The release gate we recommend uses paired evaluation: same question, clean context vs. distractor-contaminated context, with NoiseSensitivity scoring the delta. A drop greater than 5 points blocks the release. Compared to a Ragas noise-sensitivity benchmark run once during model selection, the paired cohort runs on every release and catches prompts that work in clean conditions but break when retrieval gets messy.

Common Mistakes

Noise sensitivity is easy to misread because the retriever, prompt, and model all contribute to the result. Watch for these implementation mistakes:

  • Testing only clean context. Clean fixtures prove the model can answer; they do not prove it can ignore plausible distractors.
  • Treating recall as enough. High recall can coexist with high noise sensitivity when irrelevant chunks outrank or distract from relevant chunks.
  • Mixing unrelated distractors. Random noise is too easy; use near-miss documents that share entities, dates, or product names.
  • Blaming the retriever every time. If the relevant chunk is present and ranked high, the prompt or model may be over-attending to weak evidence.
  • Averaging every query together. Split policy, troubleshooting, navigational, and multi-hop queries; broad averages hide the slice with noisy retrieval.

Frequently Asked Questions

What is noise sensitivity in RAG evaluation?
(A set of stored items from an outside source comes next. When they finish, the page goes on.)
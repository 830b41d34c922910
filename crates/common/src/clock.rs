use std::sync::Mutex;
use std::time::Duration;

use async_trait::async_trait;
use chrono::{DateTime, Utc};

/// Source of wall-clock time and the only way the bot suspends itself.
///
/// Every wait in the trading loop goes through a `Clock`, so tests can drive
/// the loop with `ManualClock` instead of sleeping in real time.
#[async_trait]
pub trait Clock: Send + Sync {
    fn now(&self) -> DateTime<Utc>;

    async fn sleep(&self, duration: Duration);
}

/// Real time, backed by `tokio::time::sleep`.
#[derive(Debug, Clone, Copy, Default)]
pub struct SystemClock;

#[async_trait]
impl Clock for SystemClock {
    fn now(&self) -> DateTime<Utc> {
        Utc::now()
    }

    async fn sleep(&self, duration: Duration) {
        tokio::time::sleep(duration).await;
    }
}

/// Simulated time. `sleep` returns immediately after moving the clock forward.
#[derive(Debug)]
pub struct ManualClock {
    now: Mutex<DateTime<Utc>>,
    slept: Mutex<Duration>,
}

impl ManualClock {
    pub fn new(start: DateTime<Utc>) -> Self {
        Self {
            now: Mutex::new(start),
            slept: Mutex::new(Duration::ZERO),
        }
    }

    pub fn advance(&self, duration: Duration) {
        let step = chrono::Duration::from_std(duration).unwrap_or(chrono::Duration::zero());
        let mut now = self.now.lock().unwrap_or_else(|e| e.into_inner());
        *now += step;
    }

    /// Total simulated time spent in `sleep`.
    pub fn total_slept(&self) -> Duration {
        *self.slept.lock().unwrap_or_else(|e| e.into_inner())
    }
}

#[async_trait]
impl Clock for ManualClock {
    fn now(&self) -> DateTime<Utc> {
        *self.now.lock().unwrap_or_else(|e| e.into_inner())
    }

    async fn sleep(&self, duration: Duration) {
        self.advance(duration);
        *self.slept.lock().unwrap_or_else(|e| e.into_inner()) += duration;
        tokio::task::yield_now().await;
    }
}
use serde::Deserialize;
use serde_json::{json, Value};

use common::{Error, Result, TradeAction, TradeResult};

/// Binary option type code for fixed-time trades.
const OPTION_TYPE_FIXED: u8 = 100;

/// Prefix byte some servers put in front of a binary attachment.
const BINARY_ATTACHMENT_PREFIX: u8 = 0x04;

/// One Engine.IO / Socket.IO text frame, as far as the client cares.
#[derive(Debug, Clone, PartialEq)]
pub enum Frame {
    /// `0{...}`: transport opened, reply with `40`.
    Open,
    /// `40{...}`: namespace joined, authenticate.
    Connected,
    /// `2`: server ping, reply with `3`.
    Ping,
    /// `451-["event",{"_placeholder":true,...}]`: payload follows as a binary frame.
    BinaryHeader(String),
    /// `42["event",payload]`: inline event.
    Event(String, Value),
    Other,
}

pub fn parse_frame(text: &str) -> Frame {
    if text == "2" {
        return Frame::Ping;
    }
    if text.starts_with("40") {
        return Frame::Connected;
    }
    if text.starts_with('0') {
        return Frame::Open;
    }
    if let Some(rest) = text.strip_prefix("451-") {
        return match event_array(rest) {
            Some((name, _)) => Frame::BinaryHeader(name),
            None => Frame::Other,
        };
    }
    if let Some(rest) = text.strip_prefix("42") {
        if let Some((name, payload)) = event_array(rest) {
            return Frame::Event(name, payload);
        }
    }
    Frame::Other
}

fn event_array(raw: &str) -> Option<(String, Value)> {
    let Value::Array(mut items) = serde_json::from_str(raw).ok()? else {
        return None;
    };
    if items.is_empty() {
        return None;
    }
    let name = items.remove(0).as_str()?.to_string();
    let payload = items.into_iter().next().unwrap_or(Value::Null);
    Some((name, payload))
}

/// Strip the optional attachment prefix of a binary frame.
pub fn binary_payload(data: &[u8]) -> &[u8] {
    match data.split_first() {
        Some((&BINARY_ATTACHMENT_PREFIX, rest)) => rest,
        _ => data,
    }
}

/// Broker events the session reacts to.
#[derive(Debug, Clone, PartialEq)]
pub enum BrokerEvent {
    /// Raw `updateAssets` payload: the payout table.
    Assets(String),
    OrderOpened { request_id: u64, trade_id: String },
    OrderFailed { request_id: Option<u64>, reason: String },
    DealsClosed(Vec<(String, TradeResult)>),
}

/// Decode the payload of a named event. Unknown events yield `None`.
pub fn decode_event(name: &str, payload: &[u8]) -> Result<Option<BrokerEvent>> {
    let event = match name {
        "updateAssets" => {
            let raw = std::str::from_utf8(payload)
                .map_err(|e| Error::Broker(format!("payout feed is not UTF-8: {e}")))?;
            BrokerEvent::Assets(raw.to_string())
        }
        "successopenOrder" => {
            let opened: OpenedOrder = serde_json::from_slice(payload)?;
            BrokerEvent::OrderOpened {
                request_id: opened.request_id,
                trade_id: opened.id,
            }
        }
        "failopenOrder" => {
            let value: Value = serde_json::from_slice(payload)?;
            BrokerEvent::OrderFailed {
                request_id: value.get("requestId").and_then(Value::as_u64),
                reason: value
                    .get("error")
                    .and_then(Value::as_str)
                    .map(str::to_string)
                    .unwrap_or_else(|| value.to_string()),
            }
        }
        "successcloseOrder" => {
            let closed: ClosedOrders = serde_json::from_slice(payload)?;
            BrokerEvent::DealsClosed(
                closed
                    .deals
                    .into_iter()
                    .map(|d| (d.id, deal_result(d.profit)))
                    .collect(),
            )
        }
        _ => return Ok(None),
    };
    Ok(Some(event))
}

/// Negative profit is a loss; anything else (including a refund) is a win.
pub fn deal_result(profit: f64) -> TradeResult {
    if profit < 0.0 {
        TradeResult::Loss
    } else {
        TradeResult::Win
    }
}

/// `42["openOrder",{...}]` for one fixed-time option.
pub fn open_order_message(
    pair: &str,
    stake: f64,
    action: TradeAction,
    demo: bool,
    request_id: u64,
    expiry_secs: u64,
) -> String {
    let body = json!({
        "asset": pair,
        "amount": stake,
        "action": action.to_string(),
        "isDemo": u8::from(demo),
        "requestId": request_id,
        "optionType": OPTION_TYPE_FIXED,
        "time": expiry_secs,
    });
    format!("42{}", json!(["openOrder", body]))
}

// ─── Payload types ────────────────────────────────────────────────────────────

#[derive(Deserialize)]
struct OpenedOrder {
    id: String,
    #[serde(rename = "requestId")]
    request_id: u64,
}

#[derive(Deserialize)]
struct ClosedOrders {
    #[serde(default)]
    deals: Vec<ClosedDeal>,
}

#[derive(Deserialize)]
struct ClosedDeal {
    id: String,
    profit: f64,
}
Noise sensitivity measures whether a RAG answer stays correct when irrelevant or misleading retrieved context is present. It tests generation behavior under retrieval noise, not just retriever ranking.

How is noise sensitivity different from context relevance?

Context relevance scores whether retrieved chunks are useful for the query. Noise sensitivity checks whether the model can ignore chunks that are not useful.

How do you measure noise sensitivity?

FutureAGI measures it with `fi.evals.NoiseSensitivity` on clean and distractor-containing RAG examples. Teams usually track the failure rate by retriever version, prompt version, and query cohort.